The Unionist parties didn’t ask for independence to be on the agenda less than three years after it was said to be settled for a generation. But now that it is, the separation question will permeate all levels of politics.

Given that this is the case, then there’s the question of the political affiliation of independent candidates. Councillor David Parker, for example, was unstinting in his support for the break-up of the UK in 2014.

I doubt he has changed his mind. But if so, perhaps he and other independents would let the electorate know before the vote how they stand on this issue which Nicola Sturgeon has deemed more important than matters of domestic policy.

William Loneskie



After centuries of conflict across continental Europe and the carnage of two world wars, wise heads came together and created what eventually became the European Union.

In creating peace and prosperity which has lasted nearly 70 years, it has served its purpose well.

But then came the collective madness of Brexit, and all the chaos we are about to endure which is being exacerbated by an inept Conservative government.

When it was suggested that Spain could have a say in the future of Gibraltar, out of the decaying woodwork emerged Lord Howard, a political dinosaur from another age, to claim that Britain could defend Gibraltar by going to war against Spain.

So the first country to leave the EU threatens to wage war against it – precisely what the union was set up to prevent.

As the shambles and crudity that is Number 10’s negotiating position becomes ever more apparent with its clumsy threats and blackmail tactics, it sometimes seems that the only politician with a grasp of the looming disaster is Nicola Sturgeon.

Richard Walthew

Whitsome Crofts



I see the First Minister of California – sorry, Scotland – has spoken in defence of globalisation.

At last the mask has slipped.
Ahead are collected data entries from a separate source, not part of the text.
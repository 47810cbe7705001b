//! Two-sided negotiation state for a vendor request.
//!
//! Each request carries one [`NegotiationState`] per party. The pair is a
//! [`StatusPair`]; a request is *booked* when both sides have accepted.
//! The transition functions here decide what an action does to a pair;
//! persisting the result and cleaning up siblings is the caller's job.

use serde::{Deserialize, Serialize};

use crate::error::CoreError;

/// Status id type matching SMALLINT in the database.
pub type StatusId = i16;

/// One party's position on a request. Discriminants are the stored ids.
#[repr(i16)]
#[derive(Debug, Clone, Copy, PartialEq, Eq, Default, Serialize, Deserialize)]
pub enum NegotiationState {
    #[default]
    Pending = 1,
    Accepted = 2,
    Rejected = 3,
}

impl NegotiationState {
    /// Return the database status id.
    pub fn id(self) -> StatusId {
        self as StatusId
    }

    pub fn from_id(id: StatusId) -> Option<Self> {
        match id {
            1 => Some(Self::Pending),
            2 => Some(Self::Accepted),
            3 => Some(Self::Rejected),
            _ => None,
        }
    }

    pub fn as_str(self) -> &'static str {
        match self {
            Self::Pending => "Pending",
            Self::Accepted => "Accepted",
            Self::Rejected => "Rejected",
        }
    }
}

impl TryFrom<StatusId> for NegotiationState {
    type Error = CoreError;

    fn try_from(value: StatusId) -> Result<Self, Self::Error> {
        Self::from_id(value)
            .ok_or_else(|| CoreError::Internal(format!("Unknown negotiation status id {value}")))
    }
}

impl std::fmt::Display for NegotiationState {
    fn fmt(&self, f: &mut std::fmt::Formatter<'_>) -> std::fmt::Result {
        f.write_str(self.as_str())
    }
}

/// The combined state of a request: vendor side and user side.
#[derive(Debug, Clone, Copy, PartialEq, Eq, Default, Serialize, Deserialize)]
pub struct StatusPair {
    pub vendor: NegotiationState,
    pub user: NegotiationState,
}

impl StatusPair {
    pub fn new(vendor: NegotiationState, user: NegotiationState) -> Self {
        Self { vendor, user }
    }

    /// Both parties have accepted.
    pub fn is_doubly_accepted(&self) -> bool {
        self.vendor == NegotiationState::Accepted && self.user == NegotiationState::Accepted
    }

    /// Still under negotiation (anything short of doubly accepted).
    pub fn is_open(&self) -> bool {
        !self.is_doubly_accepted()
    }
}

/// What a vendor can do with a request addressed to them.
#[derive(Debug, Clone, Copy, PartialEq, Eq, Serialize, Deserialize)]
#[serde(rename_all = "lowercase")]
pub enum VendorAction {
    Accept,
    Reject,
}

impl VendorAction {
    pub fn parse(action: &str) -> Result<Self, CoreError> {
        match action.trim().to_ascii_lowercase().as_str() {
            "accept" => Ok(Self::Accept),
            "reject" => Ok(Self::Reject),
            other => Err(CoreError::Validation(format!(
                "Invalid action '{other}'. Must be one of: accept, reject"
            ))),
        }
    }
}

/// The effect a transition has on the ledger entry.
#[derive(Debug, Clone, Copy, PartialEq, Eq)]
pub enum Effect {
    /// Persist the new pair. `books` is true when the pair is doubly
    /// accepted afterwards, which triggers progress seeding and sibling
    /// retraction.
    Update { pair: StatusPair, books: bool },
    /// Delete the ledger entry and its mirrors.
    Remove,
}

impl Effect {
    fn update(pair: StatusPair) -> Self {
        Self::Update {
            pair,
            books: pair.is_doubly_accepted(),
        }
    }
}

fn booked_conflict() -> CoreError {
    CoreError::Conflict("Request is already booked by both parties".to_string())
}

/// Decide the effect of a vendor's response.
///
/// Rejecting removes the request outright. Accepting a booked request
/// again is a no-op update; rejecting one is refused.
pub fn vendor_transition(current: StatusPair, action: VendorAction) -> Result<Effect, CoreError> {
    match action {
        VendorAction::Accept => Ok(Effect::update(StatusPair {
            vendor: NegotiationState::Accepted,
            ..current
        })),
        VendorAction::Reject if current.is_doubly_accepted() => Err(booked_conflict()),
        VendorAction::Reject => Ok(Effect::Remove),
    }
}

/// Decide the effect of the requesting user's answer to an offer.
pub fn user_transition(current: StatusPair, accept: bool) -> Result<Effect, CoreError> {
    if accept {
        Ok(Effect::update(StatusPair {
            user: NegotiationState::Accepted,
            ..current
        }))
    } else if current.is_doubly_accepted() {
        Err(booked_conflict())
    } else {
        Ok(Effect::Remove)
    }
}

/// Listing filter over the negotiation state of requests.
#[derive(Debug, Clone, Copy, PartialEq, Eq, Default, Serialize, Deserialize)]
#[serde(rename_all = "lowercase")]
pub enum AcceptanceFilter {
    #[default]
    Any,
    /// Not yet doubly accepted.
    Open,
    /// Doubly accepted only.
    Booked,
}

impl AcceptanceFilter {
    pub fn matches(self, pair: StatusPair) -> bool {
        match self {
            Self::Any => true,
            Self::Open => pair.is_open(),
            Self::Booked => pair.is_doubly_accepted(),
        }
    }
}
Nicola Sturgeon has revealed her true self.

Let us hear no more nonsense about she and her government being socialists – they are Tories, neo-liberal capitalists who, despite their protestations, owe allegiance to no country, but to the mighty dollar/euro.

This is no surprise to me as I am old enough to remember the late Donnie B. McLeod, MP for the Western Isles, who stated: “The SNP is not a socialist party.” I took him at his word. Gordon Wilson, Alex Salmond, John Swinney and Nicola Sturgeon have, by their actions as opposed to their words, all proved it.

I know why Ms Sturgeon wants to join the big business tool that is the European Union, but I still do not understand the attraction of EU membership for the SNP’s working class supporters. Why ditch “London Rule” for “Berlin Rule”?

C. Beagrie



On behalf of Coldstream Guides, I would like to thank everyone for their support on Saturday, April 1, at our coffee morning.

There was a great turnout. We cleared an amazing £300.

Thank you to everyone who gave raffle prizes and cake and candy, and helped in any way on the morning. Thank you girls and mums for all the baking and help. We really appreciate this boost to our funds.